§ **Task requirements**
Write out again, please, the records below from the first line to the line holding "assert_eq!(report.ignore, ReloadOutcome::Updated);", inclusive, and nothing else.

§ **Provided data**
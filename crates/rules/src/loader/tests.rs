//! Tests for the rule loader module.

use std::fs;
use std::sync::Arc;
use std::time::Duration;

use tempfile::TempDir;

use super::*;
use crate::schema::{BlockRules, IgnoreRules};

const IGNORE_JSON: &str = r#"{"namespace_patterns": ["kube-*"], "resource_kind_patterns": ["Event"]}"#;
const BLOCK_JSON: &str = r#"{
  "namespace_patterns": ["production"],
  "operation_patterns": ["DELETE"],
  "message": "production deletes are frozen"
}"#;

fn temp_loader() -> (TempDir, RuleLoader) {
    let dir = TempDir::new().expect("create tempdir");
    let loader = RuleLoader::new(dir.path().to_path_buf(), Arc::new(RuleStore::default()));
    (dir, loader)
}

#[test]
fn reload_reads_both_documents() {
    let (dir, loader) = temp_loader();
    fs::write(dir.path().join(IGNORE_CONFIG_FILE), IGNORE_JSON).unwrap();
    fs::write(dir.path().join(BLOCK_CONFIG_FILE), BLOCK_JSON).unwrap();

    let report = loader.reload();
    assert_eq!(report.ignore, ReloadOutcome::Updated);
    assert_eq!(report.block, ReloadOutcome::Updated);

    let snap = loader.store().snapshot();
    assert_eq!(snap.ignore.unwrap().namespace_patterns, vec!["kube-*"]);
    let block = snap.block.unwrap();
    assert_eq!(block.operation_patterns, vec!["DELETE"]);
    assert_eq!(block.message, "production deletes are frozen");
}

#[test]
fn missing_files_keep_current_rules() {
    let dir = TempDir::new().unwrap();
    let store = Arc::new(RuleStore::new(
        Some(IgnoreRules {
            name_patterns: vec!["inline".to_string()],
            ..Default::default()
        }),
        None,
    ));
    let loader = RuleLoader::new(dir.path().to_path_buf(), Arc::clone(&store));

    let report = loader.reload();
    assert_eq!(report.ignore, ReloadOutcome::Missing);
    assert_eq!(report.block, ReloadOutcome::Missing);
    assert_eq!(store.ignore().unwrap().name_patterns, vec!["inline"]);
    assert!(store.block().is_none());
}

#[test]
fn parse_error_keeps_previous_version() {
    let (dir, loader) = temp_loader();
    let path = dir.path().join(BLOCK_CONFIG_FILE);
    fs::write(&path, BLOCK_JSON).unwrap();
    loader.reload();

    fs::write(&path, r#"{"namespace_patterns": "#).unwrap();
    let report = loader.reload();
    assert!(matches!(report.block, ReloadOutcome::Kept { .. }));

    let block = loader.store().block().unwrap();
    assert_eq!(block.namespace_patterns, vec!["production"]);
}

#[test]
fn deleting_a_file_does_not_clear_rules() {
    let (dir, loader) = temp_loader();
    let path = dir.path().join(IGNORE_CONFIG_FILE);
    fs::write(&path, IGNORE_JSON).unwrap();
    loader.reload();

    fs::remove_file(&path).unwrap();
    assert_eq!(loader.reload().ignore, ReloadOutcome::Missing);
    assert!(loader.store().ignore().is_some());
}

#[test]
fn identical_content_is_unchanged() {
    let (dir, loader) = temp_loader();
    fs::write(dir.path().join(IGNORE_CONFIG_FILE), IGNORE_JSON).unwrap();
    assert_eq!(loader.reload().ignore, ReloadOutcome::Updated);

    let before = loader.store().ignore().unwrap();
    assert_eq!(loader.reload().ignore, ReloadOutcome::Unchanged);
    // the same Arc is still installed
    assert!(Arc::ptr_eq(&before, &loader.store().ignore().unwrap()));
}

#[test]
fn yaml_documents_are_accepted() {
    let (dir, loader) = temp_loader();
    fs::write(
        dir.path().join(BLOCK_CONFIG_FILE),
        "resource_kind_patterns:\n  - Namespace\noperation_patterns:\n  - delete\n",
    )
    .unwrap();
    assert_eq!(loader.reload().block, ReloadOutcome::Updated);
    assert_eq!(
        *loader.store().block().unwrap(),
        BlockRules {
            resource_kind_patterns: vec!["Namespace".to_string()],
            operation_patterns: vec!["delete".to_string()],
            ..Default::default()
        }
    );
}

#[tokio::test]
async fn reloader_picks_up_changes_and_stops() {
    let (dir, loader) = temp_loader();
    let loader = Arc::new(loader);
    let (tx, rx) = tokio::sync::watch::channel(false);

    let handle = spawn_reloader(Arc::clone(&loader), Duration::from_millis(20), rx);

    fs::write(dir.path().join(IGNORE_CONFIG_FILE), IGNORE_JSON).unwrap();
    let mut picked_up = false;
    for _ in 0..100 {
        if loader.store().ignore().is_some() {
            picked_up = true;
            break;
        }
        tokio::time::sleep(Duration::from_millis(10)).await;
    }
    assert!(picked_up, "reloader never swapped in the ignore rules");

    tx.send(true).unwrap();
    tokio::time::timeout(Duration::from_secs(2), handle)
        .await
        .expect("reloader stops on shutdown")
        .unwrap();
}
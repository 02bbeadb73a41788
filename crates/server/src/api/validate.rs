use std::sync::Arc;

use axum::body::Bytes;
use axum::extract::rejection::BytesRejection;
use axum::extract::State;
use axum::Json;
use kubetrail_admission::AdmissionReview;

use crate::state::AppState;

/// `POST /validate`: answer one AdmissionReview.
///
/// The body is taken raw so that malformed reviews still reach the handler
/// and get a fail-open answer instead of an extractor rejection. A body that
/// cannot be read at all (over the size limit, cut off) is answered the same
/// way, never with a 4xx.
pub async fn validate(
    State(state): State<Arc<AppState>>,
    body: Result<Bytes, BytesRejection>,
) -> Json<AdmissionReview> {
    match body {
        Ok(body) => Json(state.handler.handle(&body)),
        Err(rejection) => Json(state.handler.handle_unreadable(rejection.body_text())),
    }
}
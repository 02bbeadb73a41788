//! Bounded producer side of the event hand-off.

use std::sync::atomic::{AtomicU64, Ordering};
use std::sync::Arc;

use kubetrail_core::ChangeEvent;
use tokio::sync::mpsc;
use tokio::sync::mpsc::error::TrySendError;

use crate::error::QueueError;

pub const DEFAULT_QUEUE_CAPACITY: usize = 1000;

/// Consumer side, owned by the single processor task.
pub type EventReceiver = mpsc::Receiver<ChangeEvent>;

/// Cloneable, never-blocking producer handle.
#[derive(Debug, Clone)]
pub struct EventQueue {
    tx: mpsc::Sender<ChangeEvent>,
    dropped: Arc<AtomicU64>,
}

/// Create a bounded queue with the given capacity.
///
/// # Panics
///
/// Panics if `capacity` is zero (see `Config::validate`).
pub fn event_queue(capacity: usize) -> (EventQueue, EventReceiver) {
    let (tx, rx) = mpsc::channel(capacity);
    (
        EventQueue {
            tx,
            dropped: Arc::new(AtomicU64::new(0)),
        },
        rx,
    )
}

impl EventQueue {
    /// Insert without waiting. A full or closed queue drops the event.
    pub fn try_enqueue(&self, event: ChangeEvent) -> Result<(), QueueError> {
        match self.tx.try_send(event) {
            Ok(()) => Ok(()),
            Err(TrySendError::Full(_)) => {
                self.dropped.fetch_add(1, Ordering::Relaxed);
                Err(QueueError::Full(self.capacity()))
            }
            Err(TrySendError::Closed(_)) => {
                self.dropped.fetch_add(1, Ordering::Relaxed);
                Err(QueueError::Closed)
            }
        }
    }

    pub fn capacity(&self) -> usize {
        self.tx.max_capacity()
    }

    /// Events currently waiting for the processor.
    pub fn depth(&self) -> usize {
        self.tx.max_capacity() - self.tx.capacity()
    }

    /// Events dropped since startup because the queue was full or closed.
    pub fn dropped_count(&self) -> u64 {
        self.dropped.load(Ordering::Relaxed)
    }
}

§ **Answer space**
filename crates/rules/src/loader/tests.rs
//! Tests for the rule loader module.

use std::fs;
use std::sync::Arc;
use std::time::Duration;

use tempfile::TempDir;

use super::*;
use crate::schema::{BlockRules, IgnoreRules};

const IGNORE_JSON: &str = r#"{"namespace_patterns": ["kube-*"], "resource_kind_patterns": ["Event"]}"#;
const BLOCK_JSON: &str = r#"{
  "namespace_patterns": ["production"],
  "operation_patterns": ["DELETE"],
  "message": "production deletes are frozen"
}"#;

fn temp_loader() -> (TempDir, RuleLoader) {
    let dir = TempDir::new().expect("create tempdir");
    let loader = RuleLoader::new(dir.path().to_path_buf(), Arc::new(RuleStore::default()));
    (dir, loader)
}

#[test]
fn reload_reads_both_documents() {
    let (dir, loader) = temp_loader();
    fs::write(dir.path().join(IGNORE_CONFIG_FILE), IGNORE_JSON).unwrap();
    fs::write(dir.path().join(BLOCK_CONFIG_FILE), BLOCK_JSON).unwrap();

    let report = loader.reload();
    assert_eq!(report.ignore, ReloadOutcome::Updated);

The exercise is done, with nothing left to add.